Biomimetics 2026, 11(7), 488; https://doi.org/10.3390/biomimetics11070488
Submission received: 2 June 2026 / Revised: 6 July 2026 / Accepted: 9 July 2026 / Published: 11 July 2026
(This article belongs to the Special Issue Bio-Inspired and Biomimetic Intelligence in Robotics: 3rd Edition)

Abstract

When subjected to compound interference, such as spatial noise and high-frequency jitter, current LGMD-inspired collision detection models for micro-robots are prone to false alarms and perceptual degradation. To address this challenge, this paper proposes an enhanced visual perception model that incorporates adaptive Gaussian random variables and spatial residual feedback (SRF). These random variables filter out discrete spatial noise, while the SRF suppresses global image shifts induced by jitter. Evaluations on synthetic and real-world video sequences validate the proposed mechanisms. Comparative results demonstrate that the model effectively reduces false responses under compound interference, thereby maintaining robust success rate (SR), discrimination ratio (DR), and membrane potential stability index (MPSI) metrics. To explain this robustness, ablation analyses further verify the synergistic benefits of the SRF and the Gaussian random variables. Furthermore, statistical results on the random variables indicate that, under compound interference, the adaptive probabilistic model outperforms fixed probabilistic configurations.

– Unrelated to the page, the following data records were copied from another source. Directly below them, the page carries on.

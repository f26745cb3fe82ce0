//! Packaged resource loading.
//!
//! In production mode view sources come from resources packaged with the
//! application rather than from live directories. A [`ResourceLoader`] maps a
//! slash-separated resource path to a byte stream and must keep "nothing
//! there" (`Ok(None)`) apart from "something there but unreadable" (`Err`).
//!
//! Two loaders are provided:
//! - [`DirectoryLoader`] serves files beneath a resource root on disk
//! - [`MemoryLoader`] serves bytes compiled into the binary, typically with `include_str!`

use std::collections::HashMap;
use std::fmt;
use std::fs::File;
use std::io::{self, BufReader, Cursor, Read};
use std::path::{Path, PathBuf};
use std::sync::Arc;

/// Source of packaged resources.
pub trait ResourceLoader: Send + Sync + fmt::Debug {
    /// Open the resource at `path`.
    ///
    /// Returns `Ok(None)` when no resource exists at that path.
    fn open(&self, path: &str) -> io::Result<Option<Box<dyn Read + Send>>>;

    /// Human-readable location of `path`, used in error messages.
    fn describe(&self, path: &str) -> String {
        path.to_string()
    }
}

/// Read a whole resource as UTF-8 text.
///
/// The reader is owned by this function and dropped on every return path,
/// including a failed or partial read.
///
/// # Errors
///
/// Returns an error if the resource exists but cannot be read, or if its
/// bytes are not valid UTF-8.
pub fn read_resource(loader: &dyn ResourceLoader, path: &str) -> io::Result<Option<String>> {
    let Some(mut reader) = loader.open(path)? else {
        return Ok(None);
    };

    let mut bytes = Vec::new();
    reader.read_to_end(&mut bytes)?;
    drop(reader);

    String::from_utf8(bytes)
        .map(Some)
        .map_err(|e| io::Error::new(io::ErrorKind::InvalidData, e))
}

/// Loader that serves resources from a directory on disk.
#[derive(Debug, Clone)]
pub struct DirectoryLoader {
    root: PathBuf,
}

impl DirectoryLoader {
    /// Serve resources beneath `root`.
    pub fn new(root: impl Into<PathBuf>) -> Self {
        Self {
            root: root.into(),
        }
    }

    /// Serve resources relative to the process working directory.
    pub fn working_dir() -> Self {
        Self::new(".")
    }

    /// The resource root.
    pub fn root(&self) -> &Path {
        &self.root
    }

    fn full_path(&self, path: &str) -> PathBuf {
        path.split('/')
            .filter(|segment| !segment.is_empty())
            .fold(self.root.clone(), |acc, segment| acc.join(segment))
    }
}

impl ResourceLoader for DirectoryLoader {
    fn open(&self, path: &str) -> io::Result<Option<Box<dyn Read + Send>>> {
        let full_path = self.full_path(path);
        if full_path.is_dir() {
            return Ok(None);
        }

        match File::open(&full_path) {
            Ok(file) => Ok(Some(Box::new(BufReader::new(file)))),
            Err(e) if e.kind() == io::ErrorKind::NotFound => Ok(None),
            Err(e) => Err(e),
        }
    }

    fn describe(&self, path: &str) -> String {
        self.full_path(path).display().to_string()
    }
}

/// Loader that serves resources held in memory.
///
/// ```rust,no_run
/// use fragview::resource::MemoryLoader;
///
/// let loader = MemoryLoader::new()
///     .with_resource("web/module/fragments/patientHeader.tera", "Hello {{ name }}");
/// ```
#[derive(Debug, Clone, Default)]
pub struct MemoryLoader {
    resources: HashMap<String, Arc<[u8]>>,
}

impl MemoryLoader {
    /// Create an empty loader.
    pub fn new() -> Self {
        Self::default()
    }

    /// Add a resource, builder style.
    pub fn with_resource(mut self, path: impl Into<String>, content: impl AsRef<[u8]>) -> Self {
        self.insert(path, content);
        self
    }

    /// Add or replace a resource.
    pub fn insert(&mut self, path: impl Into<String>, content: impl AsRef<[u8]>) {
        self.resources.insert(path.into(), Arc::from(content.as_ref()));
    }

    /// Whether a resource exists at `path`.
    pub fn contains(&self, path: &str) -> bool {
        self.resources.contains_key(path)
    }

    /// Number of resources held.
    pub fn len(&self) -> usize {
        self.resources.len()
    }

    /// Whether the loader holds no resources.
    pub fn is_empty(&self) -> bool {
        self.resources.is_empty()
    }
}

impl ResourceLoader for MemoryLoader {
    fn open(&self, path: &str) -> io::Result<Option<Box<dyn Read + Send>>> {
        Ok(self
            .resources
            .get(path)
            .map(|bytes| Box::new(Cursor::new(Arc::clone(bytes))) as Box<dyn Read + Send>))
    }

    fn describe(&self, path: &str) -> String {
        format!("memory:{}", path)
    }
}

By ensuring robust collision perception against such interference, this work enhances the practical viability of LGMD-inspired visual systems.

Graphical Abstract

1. Introduction

Autonomous navigation of unmanned aerial vehicles and micro-robots relies heavily on reliable collision detection and avoidance mechanisms [1,2,3]. Mainstream deep learning-based vision methods require massive computational resources [4], which are prohibitive for micro-devices limited by size and power consumption [5]. The Lobula Giant Movement Detector (LGMD) in the locust visual system exhibits highly efficient and low-power looming perception capabilities [6]. It provides a valuable reference for constructing lightweight bio-inspired visual neural networks [7,8].
In practical operations, complex environments pose severe challenges to the application of bio-inspired visual models [9,10]. Particularly during locomotion, micro-robots are susceptible to compound interference from high-frequency jitter and spatial noise [10]. These two types of interference operate through fundamentally distinct mechanisms: spatial noise introduces random, discrete pixel variations within a single frame, whereas high-frequency jitter causes global spatial displacement across the entire image sequence. Because most existing LGMD models adopt feedforward architectures [11,12], continuous error accumulation occurs once these dynamic disturbances propagate through the pathways and continuous error accumulation occurs, triggering frequent false positive responses. Even with the addition of auxiliary denoising or filtering modules, it remains difficult to arrest error accumulation without filtering out core motion features associated with true collision risks.
To alleviate the false responses caused by these compound interference, this study designs a visual perception model using spatial residual feedback (SRF) and Gaussian probability distributions. This architecture suppresses interference by separating and filtering them layer by layer. To tackle high-frequency jitter, the SRF generates feedback signals acting on the input end, which reduces the induced global image displacement and thereby simplifies complex compound interferences into spatial noise. Meanwhile, utilizing prior information regarding target brightness, a contrast polarity initialization scheme is employed to shield redundant channels, and random variables following a Gaussian distribution are selectively embedded into the active pathways. Because fixed probability parameters are less adaptable to variable scenarios, this paper further proposes an adaptive parameter tuning method based on initial estimates. Initially, to measure the spatial noise intensity and the high-frequency jitter level, the model calculates dynamic parameters. It then adaptively determines the dominant polarity channel and configures the optimal transmission probability for the activated channel. Through the synergy of feedback buffering and probability filtering, the proposed model maintains continuous target motion contours and enhances noise robustness in complex and variable dynamic environments.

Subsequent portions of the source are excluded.